The article maps out the five vendors with embargoed GTC announcements, verifiable deployment commitments, and an analyst-synthesized reference architecture.
Five-Layer Governance Framework
The framework comprises five governance layers, each with specific questions that vendors should address. The governance layers include Agent Decisions, Local Execution, Cloud Ops, Identity, and Supply Chain.
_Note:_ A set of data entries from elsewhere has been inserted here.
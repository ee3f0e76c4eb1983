//! djvused writer.

use std::io::Write;

use crate::error::{Error, Result};
use crate::model::{NodeId, Tree};

use super::RenderOptions;

/// Write `tree` as a djvused hidden-text script.
///
/// Each node opens on its own line, indented by nesting depth. Word text goes
/// on the following line, one level deeper. Siblings are separated by a
/// newline; closing parentheses follow the last sibling directly.
pub fn write_djvused<W: Write>(out: &mut W, tree: &Tree, options: &RenderOptions) -> Result<()> {
    let root = tree.root().ok_or(Error::EmptyTree)?;
    write_node(out, tree, root, 0, options.indent)?;
    out.write_all(b"\n")?;
    Ok(())
}

/// Render `tree` to a djvused string.
pub fn to_djvused(tree: &Tree, options: &RenderOptions) -> Result<String> {
    let mut buf = Vec::new();
    write_djvused(&mut buf, tree, options)?;
    String::from_utf8(buf).map_err(|e| Error::Render(e.to_string()))
}

fn write_node<W: Write>(
    out: &mut W,
    tree: &Tree,
    id: NodeId,
    depth: usize,
    indent: usize,
) -> Result<()> {
    let node = tree
        .get(id)
        .ok_or_else(|| Error::Render("dangling node id".to_string()))?;

    write_indent(out, depth * indent)?;
    writeln!(out, "({} {}", node.level.tag(), node.bbox)?;

    if let Some(text) = node.text() {
        write_indent(out, (depth + 1) * indent)?;
        write_quoted(out, text.as_bytes())?;
    } else {
        let children = node.children();
        for (i, &child) in children.iter().enumerate() {
            write_node(out, tree, child, depth + 1, indent)?;
            if i + 1 < children.len() {
                out.write_all(b"\n")?;
            }
        }
    }

    out.write_all(b")")?;
    Ok(())
}

fn write_indent<W: Write>(out: &mut W, width: usize) -> Result<()> {
    write!(out, "{:width$}", "", width = width)?;
    Ok(())
}

/// Write `bytes` as a quoted djvused string.
pub fn write_quoted<W: Write>(out: &mut W, bytes: &[u8]) -> Result<()> {
    out.write_all(b"\"")?;
    for &b in bytes {
        match b {
            b'\\' | b'"' => out.write_all(&[b'\\', b])?,
            b'\t' => out.write_all(b"\\t")?,
            b'\n' => out.write_all(b"\\n")?,
            b'\r' => out.write_all(b"\\r")?,
            0..=0x1f => write!(out, "\\{:03o}", b)?,
            _ => out.write_all(&[b])?,
        }
    }
    out.write_all(b"\"")?;
    Ok(())
}

/// Quote a string for djvused.
pub fn quote(text: &str) -> String {
    let mut buf = Vec::with_capacity(text.len() + 2);
    // Writing into a Vec cannot fail, and only ASCII is ever inserted.
    let _ = write_quoted(&mut buf, text.as_bytes());
    String::from_utf8_lossy(&buf).into_owned()
}
//! pdfsed composition scripts.

mod atom;
mod command;
mod lexer;

pub use atom::{Atom, MAX_ATOM_LEN};
pub use command::{
    read_script, Command, ImageSpec, InfoField, PageSpec, ScriptOptions, ScriptReader, TextSpec,
};
pub use lexer::ScriptLexer;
Security leaders are advised to evaluate different vendors for specific governance layers, such as CrowdStrike for agent decisions and identity, Palo Alto Networks for cloud runtime, JFrog for supply chain provenance, Cisco for prompt-layer inspection, and WWT for pre-production validation.
The article also highlights the importance of auditing governance layers to ensure comprehensive security coverage and readiness for deploying agentic AI technologies securely.
Vendor Stack and Deployment
Each of the five vendors occupies a distinct enforcement point within the security stack. CrowdStrike, Palo Alto Networks, JFrog, WWT, and Cisco offer complementary security capabilities that collectively address different aspects of agentic AI security.
Several enterprises have already deployed the CrowdStrike-Nvidia stack to power their Agentic SOC services, with positive feedback on the enhanced security capabilities.
Challenges and Recommendations
The article also highlights three key challenges that the current vendor stack does not fully cover, including agent-to-agent trust, memory integrity, and registry-to-runtime provenance. Security leaders are advised to address these gaps before scaling their agentic AI deployments.
Before the next board meeting, CISOs are encouraged to conduct a comprehensive audit of autonomous agents against the five-layer governance framework, identify unanswered questions, pressure-test open gaps with vendors, and establish a robust oversight model to ensure effective governance of agentic AI technologies.
Overall, the article emphasizes the importance of integrating security measures at the outset of AI platform releases and collaborating with multiple vendors to create a comprehensive security architecture for agentic AI deployments.